A water stop or water station on a railroad is a place where steam trains stop to replenish water. The stopping of the train itself is also referred to as a "water stop". The term originates from the times of steam engines when large amounts of water were essential. Also known as wood and water stops or coal and water stops, since it was reasonable to replenish engines with fuel as well when adding water to the tender.
==United States==
During the very early days of steam locomotives, water stops were necessary every 7–10 miles (11–16 km) and consumed much travel time. (Note: For example, a section of the Atlantic and Pacific Railroad running in the Mojave Desert between Ludlow and Amboy had water stops spaced every 5–10 miles: Lavic, Ragtown, Ash Hill, Klondike, Siberia, Bagdad,) With the introduction of tenders (a special car containing water and fuel), trains could run 100–150 miles (160–240 km) without a refill.

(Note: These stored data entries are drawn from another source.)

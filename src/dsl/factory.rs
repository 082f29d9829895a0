//! Token factory: owns the scan cursor and stamps tokens with span and position.

use super::token::{Position, Span, Token, TokenKind};

pub struct TokenFactory<'src> {
    source: &'src str,
    offset: usize,
    position: Position,
    start: Option<Position>,
}

impl<'src> TokenFactory<'src> {
    pub fn new(source: &'src str) -> Self {
        Self {
            source,
            offset: 0,
            position: Position::START,
            start: None,
        }
    }

    /// Byte offset of the cursor.
    pub fn offset(&self) -> usize {
        self.offset
    }

    /// Position of the character under the cursor.
    pub fn position(&self) -> Position {
        self.position
    }

    pub fn current_char(&self) -> Option<char> {
        self.source[self.offset..].chars().next()
    }

    /// Step over the current character.
    pub fn advance(&mut self) {
        if let Some(ch) = self.current_char() {
            self.offset += ch.len_utf8();
            self.position.column += 1;
        }
    }

    /// Called on `'\n'` before stepping over it, so the next character
    /// lands on column 1.
    pub fn new_line(&mut self) {
        self.position.line += 1;
        self.position.column = 0;
    }

    /// Remember where the next token starts.
    pub fn begin_token(&mut self) {
        self.start = Some(self.position);
    }

    /// Build a token of `len` bytes ending at the cursor.
    pub fn token(&mut self, kind: TokenKind, len: usize) -> Token<'src> {
        let position = self.start.take().unwrap_or(self.position);
        let span = Span {
            offset: self.offset - len,
            len,
        };
        Token::new(kind, span, position, self.source)
    }

    pub fn end_of_source(&mut self) -> Token<'src> {
        self.begin_token();
        self.token(TokenKind::EndOfSource, 0)
    }

    /// Widen a number token one byte to the left to cover its `-` sign.
    pub fn signed(&self, token: Token<'src>) -> Token<'src> {
        let span = Span {
            offset: token.span.offset - 1,
            len: token.span.len + 1,
        };
        Token::new(token.kind, span, token.position, self.source)
    }
}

To accumulate the water, water stops employed water tanks, water towers and tank ponds. The water was initially pumped by windmills, watermills, or by hand pumps often by the train crew themselves. Later, small steam and gasoline engines were used.

As the U.S. railroad system expanded, large numbers of tank ponds were built by damming various small creeks that intersected the tracks in order to provide water for water stops. Largemouth bass were often stocked in tank ponds.

Many water stops along new railways evolved into new settlements. When a train stopped for water and was positioned by a water tower, a member of the engine crew, usually the fireman, swung out the spigot arm over the water tender and "jerked" the chain to begin watering. This gave rise to a 19th-century slang term "Jerkwater town" for towns too insignificant to have a regular train station. Some water stops grew into established settlements: for example, the town of Coalinga, California, formerly, Coaling Station A, gets its name from the original coal stop at this location. On the other hand, with the replacement of steam engines by diesel locomotives many of the then obsolete water stops, especially in deserted areas, became ghost towns.

During the days of the Wild West, isolated water stops were among the favorite ambush places for train robbers.